コア2→4:Lv4→5:BP13000→17000】


 


「アタックステップ!アルティメット・ジークヴルムでアタック!Uトリガー、ロックオン!!」


 


響の手から放たれた光弾が、ノイズのデッキを破壊する。勝敗を左右するこの一撃、ノイズのデッキからトラッシュへと落ちたのはマネキキャット。コスト5のカードだ。


 


「ヒット!!アルティメット・ジークヴルムにBP+10000!!」


 


【アルティメット・ジークヴルム


BP17000+10000→27000】


 


アルティメット・ジークヴルムがBPを大きく上昇させ、全身に稲妻を纏って飛翔する。


 


「そして真・激突!!」


『合体スピリットでブロック』


 


インフェニット・ヴォルスの額のポーラ・キャリバーが射出され、同時に背中のミサイルも放たれる。
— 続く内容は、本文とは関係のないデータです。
// ============================================================================
// Tests
// ============================================================================

#[cfg(test)]
mod tests {
    use super::*;
    use crate::config::AgentConfig;
    use serde_json::json;
    use wiremock::matchers::{header, method, path};
    use wiremock::{Mock, MockServer, ResponseTemplate};

    fn sse(chunks: &[Value]) -> String {
        let mut body: String = chunks
            .iter()
            .map(|c| format!("data: {}\n\n", c))
            .collect();
        body.push_str("data: [DONE]\n\n");
        body
    }

    async fn serve(server: &MockServer, body: String) {
        Mock::given(method("POST"))
            .and(path("/serving-endpoints/chat/completions"))
            .and(header("authorization", "Bearer test-token"))
            .respond_with(
                ResponseTemplate::new(200)
                    .insert_header("content-type", "text/event-stream")
                    .set_body_string(body),
            )
            .mount(server)
            .await;
    }

    fn call_config() -> LlmCallConfig {
        LlmCallConfig::from(&AgentConfig::new("", "databricks-claude-sonnet-4"))
    }

    #[test]
    fn test_for_databricks_url() {
        let driver = OpenAILlmDriver::for_databricks("https://example.cloud.databricks.com/", "t");
        assert_eq!(
            driver.api_url(),
            "https://example.cloud.databricks.com/serving-endpoints/chat/completions"
        );
        assert!(!format!("{:?}", driver).contains("\"t\""));
    }

    #[test]
    fn test_tool_only_assistant_message_has_no_content() {
        let msg = LlmMessage {
            role: LlmMessageRole::Assistant,
            content: String::new(),
            tool_calls: Some(vec![ToolCall::new("c1", "search", json!({"query": "q"}))]),
            tool_call_id: None,
        };
        let converted = serde_json::to_value(OpenAILlmDriver::convert_message(&msg)).unwrap();

        assert!(converted.get("content").is_none());
        assert_eq!(
            converted["tool_calls"][0]["function"]["arguments"],
            r#"{"query":"q"}"#
        );
    }

    #[tokio::test]
    async fn test_streams_text_and_response_id() {
        let server = MockServer::start().await;
        let body = sse(&[
            json!({"id": "chatcmpl-1", "choices": [{"delta": {"role": "assistant", "content": "MLOps "}}]}),
            json!({"id": "chatcmpl-1", "choices": [{"delta": {"content": "is a practice."}}]}),
            json!({"id": "chatcmpl-1", "choices": [{"delta": {}, "finish_reason": "stop"}]}),
        ]);
        serve(&server, body).await;

        let driver = OpenAILlmDriver::for_databricks(server.uri(), "test-token");
        let response = driver
            .chat_completion(
                vec![LlmMessage::text(LlmMessageRole::User, "What is MLOps?")],
                &call_config(),
            )
            .await
            .unwrap();

        assert_eq!(response.text, "MLOps is a practice.");
        assert_eq!(response.id.as_deref(), Some("chatcmpl-1"));
        assert!(response.tool_calls.is_none());
        assert_eq!(response.metadata.finish_reason.as_deref(), Some("stop"));
    }

    #[tokio::test]
    async fn test_accumulates_tool_call_fragments() {
        let server = MockServer::start().await;
        let body = sse(&[
            json!({"id": "r2", "choices": [{"delta": {"tool_calls": [
                {"index": 0, "id": "call_a", "function": {"name": "docs__index", "arguments": "{\"que"}}
            ]}}]}),
            json!({"id": "r2", "choices": [{"delta": {"tool_calls": [
                {"index": 0, "function": {"arguments": "ry\": \"MLOps\"}"}}
            ]}}]}),
            json!({"id": "r2", "choices": [{"delta": {"tool_calls": [
                {"index": 1, "id": "call_b", "function": {"name": "broken", "arguments": "{not json"}}
            ]}}]}),
            json!({"id": "r2", "choices": [{"delta": {}, "finish_reason": "tool_calls"}]}),
        ]);
        serve(&server, body).await;

        let driver = OpenAILlmDriver::for_databricks(server.uri(), "test-token");
        let response = driver
            .chat_completion(
                vec![LlmMessage::text(LlmMessageRole::User, "search")],
                &call_config(),
            )
            .await
            .unwrap();

        let calls = response.tool_calls.unwrap();
        assert_eq!(calls.len(), 2);
        assert_eq!(calls[0].id, "call_a");
        assert_eq!(calls[0].name, "docs__index");
        assert_eq!(calls[0].arguments, json!({"query": "MLOps"}));
        assert_eq!(calls[1].arguments, json!("{not json"));
    }

    #[test]
    fn test_out_of_range_tool_call_index_is_rejected() {
        let mut acc = StreamAccumulator::new("m".into());
        let chunk = json!({"choices": [{"delta": {"tool_calls": [
            {"index": 4000000000u32, "id": "call_x", "function": {"name": "echo"}}
        ]}}]});

        let events = acc.on_data(&chunk.to_string());

        assert!(matches!(events.as_slice(), [LlmStreamEvent::Error(msg)] if msg.contains("4000000000")));
        assert!(acc.tool_calls.is_empty());
    }

    #[tokio::test]
    async fn test_request_carries_tools_and_model() {
        let server = MockServer::start().await;
        serve(
            &server,
            sse(&[json!({"choices": [{"delta": {"content": "ok"}, "finish_reason": "stop"}]})]),
        )
        .await;

        let driver = OpenAILlmDriver::for_databricks(server.uri(), "test-token");
        let config = call_config().with_tools(vec![ToolDefinition::new(
            "echo",
            "Echo",
            json!({"type": "object"}),
        )]);
        driver
            .chat_completion(vec![LlmMessage::text(LlmMessageRole::User, "hi")], &config)
            .await
            .unwrap();

        let requests = server.received_requests().await.unwrap();
        let body: Value = serde_json::from_slice(&requests[0].body).unwrap();
        assert_eq!(body["model"], "databricks-claude-sonnet-4");
        assert_eq!(body["stream"], true);
        assert_eq!(body["tools"][0]["function"]["name"], "echo");
        assert_eq!(body["messages"][0]["role"], "user");
    }

    #[tokio::test]
    async fn test_error_status_is_llm_error() {
        let server = MockServer::start().await;
        Mock::given(method("POST"))
            .respond_with(ResponseTemplate::new(429).set_body_string("rate limited"))
            .mount(&server)
            .await;

        let driver = OpenAILlmDriver::for_databricks(server.uri(), "test-token");
        let err = driver
            .chat_completion(vec![], &call_config())
            .await
            .unwrap_err();

        match err {
            AgentLoopError::Llm(msg) => {
                assert!(msg.contains("429"));
                assert!(msg.contains("rate limited"));
            }
            other => panic!("Expected Llm error, got {other:?}"),
        }
    }
}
それを避け、逆に剣を掴むとアルティメット・ジークヴルムは二つのミサイルを両断して斬り捨てると、逆に剣を投げ返してインフェニット・ヴォルスに突き刺し、そこに雷鳴を纏った拳を叩きつけてその身体を貫き、破壊する。


 


「よし!これでがら空きだ!決めろ、天使スピエル!」


「門番アルパーカー、続け!」


「ライト・ブレイドラ!ピナコチャザウルス!お願い!」


 


大型スピリットが消えたノイズのフィールドにブロックを可能とするスピリットはもういない。対して、響達のフィールドには合計五体のアタックが可能なスピリットがいる。それらが、やっと掴んだチャンスを逃す前にノイズへと突撃していき、その残った五つのライフを一気に削り取り、ノイズを撃破するのだった。


 


「や……やったやった!やったよー!クリスちゃん!」


「うわっぷ!?いきなり抱き付くな!?少しは余韻に……!」


 


勝った。その事実が嬉しいのは分かる。しかし、だからと言っていきなり抱き付いてきてほしくはない。そんな様子を苦笑しながら見る翼。先程とは違い、微笑ましい一幕が出てきた、その時だった。このフィールドの、ある特性が起動することとなる。


 


「……これは?」


「地面が……揺れている?そういえば、どうやってここから出るんだ?」


「……あ、確かに。バトルが終われば普通は外に出れるようになるんだけど……?」


 


バトルが終わったのに外に出れない。ここに出口らしいものは見えないのにどうやって出ればいいのか。そう考え始めた矢先だった。先程から起こっていた小さな地面の揺れが徐々に大きくなり、次の瞬間に三人の立っていた地面が、空へと射出された。


 


「うぇえええ!?」


「ちょっ!?」


「なあああああ!?」


 


そのまま天を突き抜け、バトルフィールドの外へと飛ばされる三人。と、彼女達の乗っていた足場が突然変形して一つの乗り物みたいなものになると、そのまま三人を中に押し込めて地面に墜落。その衝撃で再び開閉する。


 


「ってて……何なんだよこれ……」


「……乗り物みたいだが……?」


「びっくりしたぁ……」


 


辺りが安全なことを確認してギアを解除し、その乗り物の中から外に出る三人。これが何かは気になるが、それは後で二課に回収させて調べてもらえばいいだろう。


 


「けど、これで……」


 


フィーネの目的を達成させずに済んだ。そう三人が思った、その時だった。響の懐の携帯が突然鳴り響く。その通信の相手は未来。だが、


 


「響!?リディアンがノイズに襲わ」


「……え?」


 


切羽詰まった声と共に通信が強制的に途切れた。同時に、彼女達は、この時にようやく悟る事となる。自分達が罠にハマっていたという事実を。そして、最後の戦いを告げる鐘はとっくに鳴っているということを。